3.  Revisada  la determinación reseñada, se evidencia que el Juzgado  accionado expuso, con base en la documentación aportada, la  normatividad y jurisprudencia relacionada, que el contrato suscrito  entre las partes sí contenía una obligación  clara y expresa, dadas las características del corretaje que  realmente quedó pactado  y, por lo mismo, al cumplirse la carga del señor César  Augusto López Castro de acercar tanto al vendedor como al  comprador del respectivo título minero, era exigible el valor  acordado como comisión por dicha labor.  
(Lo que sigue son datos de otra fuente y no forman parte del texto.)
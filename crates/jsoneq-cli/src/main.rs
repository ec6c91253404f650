//! Command-line front end for `jsoneq-core`.
//!
//! Compares ACTUAL against EXPECTED (or STDIN when EXPECTED is omitted) and
//! prints the rendered failure message when the documents differ. Exit codes:
//! `0` when they match, `1` on a difference, `2` on any error.

use std::borrow::Cow;
use std::ffi::OsString;
use std::fs;
use std::io::{self, Read, Write};
use std::path::PathBuf;

use anyhow::{anyhow, bail, Context, Result};
use clap::{ArgAction, Parser};
use jsoneq_core::{
    compare, render_documents, CompareOptions, ComparisonMode, InputRole, JsonInput, Node,
    RenderConfig, DEFAULT_MAX_DEPTH,
};
use tracing::debug;
use tracing_subscriber::EnvFilter;

const LOG_ENV: &str = "JSONEQ_LOG";
const EXIT_MATCH: i32 = 0;
const EXIT_DIFFERENCE: i32 = 1;
const EXIT_ERROR: i32 = 2;

#[derive(Debug, Parser)]
#[command(
    name = "jsoneq",
    version,
    about = "Compare JSON documents structurally.",
    long_about = "Compare JSON documents structurally.\n\n\
                  Prints the first difference between ACTUAL and EXPECTED.\n\
                  When EXPECTED is omitted the second document is read from STDIN.\n\
                  An empty input stands for an absent document.",
    override_usage = "jsoneq [OPTION]... ACTUAL [EXPECTED]"
)]
struct Cli {
    /// Only require EXPECTED to be contained in ACTUAL.
    #[arg(long = "subtree", action = ArgAction::SetTrue)]
    subtree: bool,

    /// Read both documents as YAML (also accepts unquoted-key JSON).
    #[arg(long = "yaml", action = ArgAction::SetTrue)]
    yaml: bool,

    /// Reason appended to the failure message.
    #[arg(long = "because", value_name = "REASON")]
    because: Option<String>,

    /// Deepest nesting level compared before giving up.
    #[arg(long = "max-depth", value_name = "N", default_value_t = DEFAULT_MAX_DEPTH)]
    max_depth: usize,

    /// Emit diagnostics as JSON lines on STDERR.
    #[arg(long = "log-json", action = ArgAction::SetTrue)]
    log_json: bool,

    /// Positional inputs (ACTUAL \[EXPECTED]).
    #[arg(required = true, num_args = 1..=2, value_name = "FILE")]
    inputs: Vec<OsString>,
}

fn main() {
    let cli = Cli::parse();
    init_tracing(cli.log_json);
    match run(&cli) {
        Ok(code) => std::process::exit(code),
        Err(err) => {
            let _ = writeln!(io::stderr(), "{err:#}");
            std::process::exit(EXIT_ERROR);
        }
    }
}

fn init_tracing(json: bool) {
    let filter = EnvFilter::try_from_env(LOG_ENV).unwrap_or_else(|_| EnvFilter::new("warn"));
    let builder = tracing_subscriber::fmt().with_env_filter(filter).with_writer(io::stderr);
    let _ = if json { builder.json().try_init() } else { builder.try_init() };
}

fn run(cli: &Cli) -> Result<i32> {
    let (actual_source, expected_source) = sources(&cli.inputs)?;
    let actual_text = read_input(&actual_source)?;
    let expected_text = read_input(&expected_source)?;
    let actual = parse_document(&actual_text, cli.yaml, InputRole::Actual)?;
    let expected = parse_document(&expected_text, cli.yaml, InputRole::Expected)?;

    let options = build_options(cli)?;
    let outcome = compare(actual.as_ref(), expected.as_ref(), &options).context("comparison aborted")?;
    let Some(diff) = outcome else {
        debug!(mode = %options.mode(), "documents match");
        return Ok(EXIT_MATCH);
    };

    let mut config = RenderConfig::default();
    if let Some(reason) = &cli.because {
        config = config.with_reason(reason.as_str());
    }
    let message = render_documents(&diff, actual.as_ref(), expected.as_ref(), options.mode(), &config);
    print!("{message}");
    io::stdout().flush().ok();
    Ok(EXIT_DIFFERENCE)
}

#[derive(Debug, PartialEq, Eq)]
enum InputSource {
    File(PathBuf),
    Stdin,
}

fn sources(inputs: &[OsString]) -> Result<(InputSource, InputSource)> {
    match inputs {
        [actual] => Ok((InputSource::File(path_from(actual)?), InputSource::Stdin)),
        [actual, expected] => {
            Ok((InputSource::File(path_from(actual)?), InputSource::File(path_from(expected)?)))
        }
        _ => Err(anyhow!("expected one or two input files, got {}", inputs.len())),
    }
}

fn path_from(input: &OsString) -> Result<PathBuf> {
    let path = PathBuf::from(input);
    if path.as_os_str().is_empty() {
        bail!("expected file path; got empty string");
    }
    Ok(path)
}

fn read_input(source: &InputSource) -> Result<String> {
    match source {
        InputSource::File(path) => {
            fs::read_to_string(path).with_context(|| format!("failed to read {}", path.display()))
        }
        InputSource::Stdin => {
            let mut buffer = String::new();
            io::stdin().read_to_string(&mut buffer).context("failed to read STDIN")?;
            Ok(buffer)
        }
    }
}

fn parse_document(text: &str, yaml: bool, role: InputRole) -> Result<Option<Node>> {
    if text.trim().is_empty() {
        return Ok(None);
    }
    let input = if yaml { JsonInput::Yaml(text) } else { JsonInput::Json(text) };
    let node = input.resolve(role)?;
    Ok(node.map(Cow::into_owned))
}

fn build_options(cli: &Cli) -> Result<CompareOptions> {
    let mode = if cli.subtree { ComparisonMode::Subtree } else { ComparisonMode::Equivalence };
    let options = CompareOptions::default()
        .with_mode(mode)
        .with_max_depth(cli.max_depth)
        .context("invalid --max-depth")?;
    Ok(options)
}

#[cfg(test)]
mod tests {
    use super::*;
    use clap::CommandFactory;

    fn parse_args(args: &[&str]) -> Cli {
        Cli::try_parse_from(args.iter().copied()).expect("arguments parse")
    }

    #[test]
    fn command_definition_is_consistent() {
        Cli::command().debug_assert();
    }

    #[test]
    fn single_input_reads_expected_from_stdin() {
        let cli = parse_args(&["jsoneq", "actual.json"]);
        let (actual, expected) = sources(&cli.inputs).unwrap();
        assert_eq!(actual, InputSource::File(PathBuf::from("actual.json")));
        assert_eq!(expected, InputSource::Stdin);
    }

    #[test]
    fn three_inputs_are_rejected() {
        assert!(Cli::try_parse_from(["jsoneq", "a", "b", "c"]).is_err());
    }

    #[test]
    fn subtree_flag_selects_mode() {
        let cli = parse_args(&["jsoneq", "--subtree", "--max-depth", "8", "a", "b"]);
        let options = build_options(&cli).unwrap();
        assert_eq!(options.mode(), ComparisonMode::Subtree);
        assert_eq!(options.max_depth(), 8);
    }

    #[test]
    fn zero_depth_is_an_error() {
        let cli = parse_args(&["jsoneq", "--max-depth", "0", "a"]);
        assert!(build_options(&cli).is_err());
    }

    #[test]
    fn blank_text_is_an_absent_document() {
        assert_eq!(parse_document("  \n", false, InputRole::Actual).unwrap(), None);
    }

    #[test]
    fn parse_failure_names_the_role() {
        let err = parse_document("{ invalid JSON }", false, InputRole::Expected).unwrap_err();
        assert!(err.to_string().starts_with("Unable to parse expected JSON string: { invalid JSON }"));
    }

    #[test]
    fn yaml_flag_accepts_relaxed_documents() {
        let node = parse_document("{ id: 2 }", true, InputRole::Actual).unwrap().unwrap();
        assert_eq!(node, Node::from_json_str("{\"id\":2}").unwrap());
    }
}
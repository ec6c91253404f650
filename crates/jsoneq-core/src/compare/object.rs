use super::{compare_impl, Difference, DifferenceKind, Outcome, Path};
use crate::{CompareOptions, ComparisonMode, Object, Property};

/// Walks expected members in document order, then flags actual members the
/// expected object lacks (equivalence only).
pub(super) fn compare_objects(
    actual: &Object,
    expected: &Object,
    path: &Path,
    depth: usize,
    options: &CompareOptions,
) -> Outcome {
    for (key, expected_value) in expected.iter() {
        let member_path = path.key(key);
        let Some(actual_value) = actual.get(key) else {
            return Ok(Some(Difference::new(DifferenceKind::ActualMissesProperty, member_path)));
        };
        if let Some(difference) =
            compare_impl(actual_value, expected_value, &member_path, depth + 1, options)?
        {
            return Ok(Some(difference));
        }
    }

    if options.mode() == ComparisonMode::Subtree {
        return Ok(None);
    }

    let extra = actual.keys().find(|key| !expected.contains_key(key));
    Ok(extra.map(|key| Difference::new(DifferenceKind::ExpectedMissesProperty, path.key(key))))
}

/// Properties compare by name first; the value shares the property's path.
pub(super) fn compare_properties(
    actual: &Property,
    expected: &Property,
    path: &Path,
    depth: usize,
    options: &CompareOptions,
) -> Outcome {
    if actual.name() != expected.name() {
        return Ok(Some(Difference::new(DifferenceKind::OtherName, path.clone())));
    }
    compare_impl(actual.value(), expected.value(), path, depth + 1, options)
}
impl<'de> Deserialize<'de> for Node {
    fn deserialize<D>(deserializer: D) -> Result<Self, D::Error>
    where
        D: Deserializer<'de>,
    {
        struct NodeVisitor;

        impl<'de> Visitor<'de> for NodeVisitor {
            type Value = Node;

            fn expecting(&self, f: &mut fmt::Formatter<'_>) -> fmt::Result {
                f.write_str("any JSON value")
            }

            fn visit_unit<E>(self) -> Result<Self::Value, E>
            where
                E: de::Error,
            {
                Ok(Node::Null)
            }

            fn visit_none<E>(self) -> Result<Self::Value, E>
            where
                E: de::Error,
            {
                Ok(Node::Null)
            }

            fn visit_some<D>(self, deserializer: D) -> Result<Self::Value, D::Error>
            where
                D: Deserializer<'de>,
            {
                Node::deserialize(deserializer)
            }

            fn visit_bool<E>(self, v: bool) -> Result<Self::Value, E>
            where
                E: de::Error,
            {
                Ok(Node::Bool(v))
            }

            fn visit_i64<E>(self, v: i64) -> Result<Self::Value, E>
            where
                E: de::Error,
            {
                Ok(Node::Number(Number::from(v)))
            }

            fn visit_u64<E>(self, v: u64) -> Result<Self::Value, E>
            where
                E: de::Error,
            {
                Ok(Node::Number(Number::from(v)))
            }

            fn visit_f64<E>(self, v: f64) -> Result<Self::Value, E>
            where
                E: de::Error,
            {
                Number::new(v).map(Node::Number).map_err(E::custom)
            }

            fn visit_str<E>(self, v: &str) -> Result<Self::Value, E>
            where
                E: de::Error,
            {
                Ok(Node::String(v.to_owned()))
            }

            fn visit_string<E>(self, v: String) -> Result<Self::Value, E>
            where
                E: de::Error,
            {
                Ok(Node::String(v))
            }

            fn visit_seq<A>(self, mut seq: A) -> Result<Self::Value, A::Error>
            where
                A: SeqAccess<'de>,
            {
                let mut items = Vec::with_capacity(seq.size_hint().unwrap_or(0));
                while let Some(item) = seq.next_element()? {
                    items.push(item);
                }
                Ok(Node::Array(items))
            }

            fn visit_map<A>(self, mut map: A) -> Result<Self::Value, A::Error>
            where
                A: MapAccess<'de>,
            {
                let mut object = Object::new();
                while let Some((key, value)) = map.next_entry::<String, Node>()? {
                    object.insert(key, value);
                }
                Ok(Node::Object(object))
            }
        }

        deserializer.deserialize_any(NodeVisitor)
    }
}

#[cfg(test)]
mod tests {
    use super::*;
    use proptest::{
        collection::{btree_map, vec},
        prelude::*,
        string::string_regex,
    };

    fn arb_json_value() -> impl Strategy<Value = JsonValue> {
        let leaf = prop_oneof![
            Just(JsonValue::Null),
            any::<bool>().prop_map(JsonValue::Bool),
            proptest::num::f64::ANY.prop_filter_map("finite", |f| {
                if f.is_finite() {
                    serde_json::Number::from_f64(f).map(JsonValue::Number)
                } else {
                    None
                }
            }),
            string_regex("[a-zA-Z0-9]{0,8}").unwrap().prop_map(JsonValue::String),
        ];
        leaf.prop_recursive(4, 8, 4, move |inner| {
            prop_oneof![
                vec(inner.clone(), 0..4).prop_map(JsonValue::Array),
                btree_map(string_regex("[a-zA-Z0-9]{1,8}").unwrap(), inner, 0..4).prop_map(|map| {
                    let mut object = serde_json::Map::new();
                    for (k, v) in map {
                        object.insert(k, v);
                    }
                    JsonValue::Object(object)
                }),
            ]
        })
    }

    #[test]
    fn json_parsing_preserves_member_order() {
        let node = Node::from_json_str("{\"zebra\":1,\"apple\":2,\"mango\":3}").unwrap();
        let Node::Object(object) = node else {
            panic!("expected object");
        };
        let keys: Vec<_> = object.keys().collect();
        assert_eq!(keys, ["zebra", "apple", "mango"]);
    }

    #[test]
    fn duplicate_keys_replace_in_place() {
        let node = Node::from_json_str("{\"a\":1,\"b\":2,\"a\":3}").unwrap();
        let Node::Object(object) = node else {
            panic!("expected object");
        };
        let keys: Vec<_> = object.keys().collect();
        assert_eq!(keys, ["a", "b"]);
        assert_eq!(object.get("a"), Some(&Node::Number(Number::from(3_u64))));
    }

    #[test]
    fn object_equality_ignores_member_order() {
        let lhs = Node::from_json_str("{\"id\":2,\"admin\":true}").unwrap();
        let rhs = Node::from_json_str("{\"admin\":true,\"id\":2}").unwrap();
        assert_eq!(lhs, rhs);
    }

    #[test]
    fn integer_and_float_literals_are_equal() {
        assert_eq!(Node::from_json_str("1").unwrap(), Node::from_json_str("1.0").unwrap());
    }

    #[test]
    fn large_integers_keep_their_exact_value() {
        assert_ne!(
            Node::from_json_str("{\"id\":9007199254740993}").unwrap(),
            Node::from_json_str("{\"id\":9007199254740992}").unwrap()
        );
        assert_ne!(
            Node::from_json_str("18446744073709551615").unwrap(),
            Node::from_json_str("18446744073709551614").unwrap()
        );
        let node = Node::from_json_str("[-9223372036854775808,18446744073709551615]").unwrap();
        assert_eq!(
            serde_json::to_string(&node).unwrap(),
            "[-9223372036854775808,18446744073709551615]"
        );
    }

    #[test]
    fn value_conversion_keeps_integers_exact() {
        let value: JsonValue = serde_json::from_str("[9007199254740993,-5,0.5]").unwrap();
        let node = Node::from_json_value(value).unwrap();
        let expected = Node::Array(vec![
            Node::Number(Number::from(9_007_199_254_740_993_u64)),
            Node::Number(Number::from(-5_i64)),
            Node::Number(Number::new(0.5).unwrap()),
        ]);
        assert_eq!(node, expected);
        assert_ne!(
            node,
            Node::from_json_str("[9007199254740992,-5,0.5]").unwrap()
        );
    }

    #[test]
    fn wide_objects_keep_order_and_lookups() {
        let object: Object = (0..20_000).map(|i| (format!("k{i}"), Node::from(i % 2 == 0))).collect();
        assert_eq!(object.len(), 20_000);
        assert_eq!(object.keys().next(), Some("k0"));
        assert_eq!(object.keys().last(), Some("k19999"));
        assert_eq!(object.get("k10001"), Some(&Node::Bool(false)));
        let reversed: Object = object.clone().into_iter().rev().collect();
        assert_eq!(reversed.keys().next(), Some("k19999"));
        assert_eq!(reversed, object);
    }

    #[test]
    fn yaml_accepts_unquoted_keys() {
        let node = Node::from_yaml_str("{ items: [ \"fork\", 'knife' ], count: 2 }").unwrap();
        let expected = Node::from_json_str("{\"items\":[\"fork\",\"knife\"],\"count\":2}").unwrap();
        assert_eq!(node, expected);
    }

    #[test]
    fn yaml_null_is_null_node() {
        let node = Node::from_yaml_str("{ id: ~ }").unwrap();
        assert_eq!(node, Node::from_json_str("{\"id\":null}").unwrap());
    }

    #[test]
    fn invalid_json_is_rejected() {
        let err = Node::from_json_str("{ invalid JSON }").unwrap_err();
        assert!(matches!(err, CanonicalizeError::Json(_)));
    }

    #[test]
    fn json_number_out_of_range_yields_error() {
        assert!(Node::from_json_str("1e400").is_err());
    }

    #[test]
    fn property_serializes_as_single_member_object() {
        let property = Node::property("eyes", Node::from("blue"));
        assert_eq!(serde_json::to_string(&property).unwrap(), "{\"eyes\":\"blue\"}");
        assert_eq!(property.kind(), NodeKind::Property);
    }

    #[test]
    fn serialization_keeps_document_order() {
        let text = "{\"b\":[1,2.5,null],\"a\":{\"y\":true,\"x\":\"s\"}}";
        let node = Node::from_json_str(text).unwrap();
        assert_eq!(serde_json::to_string(&node).unwrap(), text);
    }

    proptest! {
        #[test]
        fn json_value_roundtrips_through_node(value in arb_json_value()) {
            let node = Node::from_json_value(value).unwrap();
            let serialized = serde_json::to_value(&node).unwrap();
            let reconstructed = Node::from_json_value(serialized).unwrap();
            prop_assert_eq!(reconstructed, node);
        }
    }
}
Como  tal conclusión no se muestra abiertamente desprovista de  fundamento, carente de sustento o manifiestamente alejada del orden  jurídico, la tutela propuesta no está llamada a  prosperar. En  ese sentido, debe precisarse que el juez de tutela no está  llamado a «intervenir a manera de árbitro para  determinar cuáles de los planteamientos valorativos y  hermenéuticas del juzgador, o de las partes, resultan ser los  más acertados» y tampoco está facultado para  realizar, bajo ese pretexto, una «revisión oficiosa del  asunto, como si fuese uno de instancia».  

Asimismo,  esta Corte1  tiene sentado que este mecanismo constitucional no es el indicado  para obtener un nuevo estudio de las pruebas recaudadas en el  proceso, pues esa actividad corresponde al juez natural, sin que  pueda el de tutela anteponer su propio criterio ni desvirtuar las  apreciaciones motivadas a las que arribó el operador judicial  cognoscente, pues ello vulneraría los principios de autonomía  e independencia, sumado que convertiría este instrumento en  una tercera instancia, lo cual es inviable.  

4.  Por lo anterior, se confirmará el fallo impugnado.  

            

VI. DECISIÓN  

En  mérito de lo expuesto, la Corte Suprema de Justicia, en Sala  de Casación Civil, administrando justicia, en nombre de la  República de Colombia y por autoridad de la ley, CONFIRMA  la sentencia impugnada.  

Comuníquese  lo resuelto en esta providencia a los interesados, por el medio más  expedito, de conformidad con lo previsto en el artículo 30 del  Decreto 2591 de 1991, y oportunamente envíese el expediente a  la Corte Constitucional, para su eventual revisión.  

NOTIFÍQUESE  Y CÚMPLASE  

MARTHA  PATRICIA GUZMÁN ÁLVAREZ  

Presidente  de Sala  

HILDA  GONZÁLEZ NEIRA  

AROLDO  WILSON QUIROZ MONSALVO  

LUIS  ALONSO RICO PUERTA  

OCTAVIO  AUGUSTO TEJEIRO DUQUE  

1          CSJ. STC de 25 de enero de          2012, exp. 2011-02659-00 reiterado en STC7213-2020.